Starting at the line that contains "(success or error)." and ending at the line that contains "pub fn error(id: Option<RequestId>, error: ResponseError)", the lines below are to be given again exactly, with nothing added.

- [The input]
***

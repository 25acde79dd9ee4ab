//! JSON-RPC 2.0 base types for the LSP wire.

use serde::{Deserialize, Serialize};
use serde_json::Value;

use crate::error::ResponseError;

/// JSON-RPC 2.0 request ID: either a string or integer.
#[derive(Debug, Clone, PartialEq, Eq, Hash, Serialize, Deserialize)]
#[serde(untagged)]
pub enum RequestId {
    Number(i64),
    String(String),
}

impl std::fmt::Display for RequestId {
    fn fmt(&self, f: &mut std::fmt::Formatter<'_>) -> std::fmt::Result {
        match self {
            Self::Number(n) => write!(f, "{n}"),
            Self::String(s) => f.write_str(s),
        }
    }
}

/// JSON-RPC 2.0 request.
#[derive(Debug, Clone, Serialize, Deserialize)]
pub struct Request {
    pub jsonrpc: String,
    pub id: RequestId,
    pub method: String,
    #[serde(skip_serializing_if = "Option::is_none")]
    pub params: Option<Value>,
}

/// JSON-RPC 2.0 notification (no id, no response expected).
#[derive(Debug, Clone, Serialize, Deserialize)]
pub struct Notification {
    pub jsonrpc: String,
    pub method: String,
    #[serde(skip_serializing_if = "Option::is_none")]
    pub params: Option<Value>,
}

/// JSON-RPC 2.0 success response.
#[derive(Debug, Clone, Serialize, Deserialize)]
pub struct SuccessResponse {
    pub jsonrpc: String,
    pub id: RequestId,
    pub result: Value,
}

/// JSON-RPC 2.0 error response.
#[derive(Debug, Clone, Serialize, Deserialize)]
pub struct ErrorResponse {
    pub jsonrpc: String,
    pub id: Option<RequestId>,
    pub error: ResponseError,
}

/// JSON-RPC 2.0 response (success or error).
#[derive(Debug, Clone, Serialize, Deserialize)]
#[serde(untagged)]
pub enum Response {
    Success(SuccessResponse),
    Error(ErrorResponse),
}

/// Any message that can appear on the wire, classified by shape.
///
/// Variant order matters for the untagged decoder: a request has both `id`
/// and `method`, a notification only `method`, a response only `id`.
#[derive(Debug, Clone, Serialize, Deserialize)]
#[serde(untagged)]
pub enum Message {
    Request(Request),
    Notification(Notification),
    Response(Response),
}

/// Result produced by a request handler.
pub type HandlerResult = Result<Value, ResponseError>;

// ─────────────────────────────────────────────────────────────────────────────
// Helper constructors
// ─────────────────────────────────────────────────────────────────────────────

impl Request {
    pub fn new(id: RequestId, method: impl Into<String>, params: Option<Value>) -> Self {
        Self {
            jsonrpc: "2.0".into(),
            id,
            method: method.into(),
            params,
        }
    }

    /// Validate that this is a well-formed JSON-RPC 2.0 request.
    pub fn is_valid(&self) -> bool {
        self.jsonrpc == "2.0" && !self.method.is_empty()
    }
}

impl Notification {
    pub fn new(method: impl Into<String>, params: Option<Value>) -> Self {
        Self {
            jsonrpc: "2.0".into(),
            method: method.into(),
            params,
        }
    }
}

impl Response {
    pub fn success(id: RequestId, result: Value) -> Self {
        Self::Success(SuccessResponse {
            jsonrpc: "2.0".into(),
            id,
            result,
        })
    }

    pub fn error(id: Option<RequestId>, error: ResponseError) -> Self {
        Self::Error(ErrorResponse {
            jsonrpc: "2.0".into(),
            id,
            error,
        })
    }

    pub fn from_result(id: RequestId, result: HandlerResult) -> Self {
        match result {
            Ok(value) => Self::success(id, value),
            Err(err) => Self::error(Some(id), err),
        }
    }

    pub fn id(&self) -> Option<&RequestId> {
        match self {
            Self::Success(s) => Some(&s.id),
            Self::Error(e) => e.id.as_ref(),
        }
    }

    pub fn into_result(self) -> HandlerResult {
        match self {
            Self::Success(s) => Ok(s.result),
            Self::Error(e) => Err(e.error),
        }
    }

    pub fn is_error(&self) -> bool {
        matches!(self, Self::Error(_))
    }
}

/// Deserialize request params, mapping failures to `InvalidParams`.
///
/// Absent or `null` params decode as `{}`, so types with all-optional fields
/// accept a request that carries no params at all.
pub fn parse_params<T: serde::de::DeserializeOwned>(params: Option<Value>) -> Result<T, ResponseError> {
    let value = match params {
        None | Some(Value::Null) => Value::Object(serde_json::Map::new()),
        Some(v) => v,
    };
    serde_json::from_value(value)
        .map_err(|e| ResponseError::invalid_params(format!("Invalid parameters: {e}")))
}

***

- [Solution to this exercise]
/// JSON-RPC 2.0 response (success or error).
#[derive(Debug, Clone, Serialize, Deserialize)]
#[serde(untagged)]
pub enum Response {
    Success(SuccessResponse),
    Error(ErrorResponse),
}

/// Any message that can appear on the wire, classified by shape.
///
/// Variant order matters for the untagged decoder: a request has both `id`
/// and `method`, a notification only `method`, a response only `id`.
#[derive(Debug, Clone, Serialize, Deserialize)]
#[serde(untagged)]
pub enum Message {
    Request(Request),
    Notification(Notification),
    Response(Response),
}

/// Result produced by a request handler.
pub type HandlerResult = Result<Value, ResponseError>;

// ─────────────────────────────────────────────────────────────────────────────
// Helper constructors
// ─────────────────────────────────────────────────────────────────────────────

impl Request {
    pub fn new(id: RequestId, method: impl Into<String>, params: Option<Value>) -> Self {
        Self {
            jsonrpc: "2.0".into(),
            id,
            method: method.into(),
            params,
        }
    }

    /// Validate that this is a well-formed JSON-RPC 2.0 request.
    pub fn is_valid(&self) -> bool {
        self.jsonrpc == "2.0" && !self.method.is_empty()
    }
}

impl Notification {
    pub fn new(method: impl Into<String>, params: Option<Value>) -> Self {
        Self {
            jsonrpc: "2.0".into(),
            method: method.into(),
            params,
        }
    }
}

impl Response {
    pub fn success(id: RequestId, result: Value) -> Self {
        Self::Success(SuccessResponse {
            jsonrpc: "2.0".into(),
            id,
            result,
        })
    }

    pub fn error(id: Option<RequestId>, error: ResponseError) -> Self {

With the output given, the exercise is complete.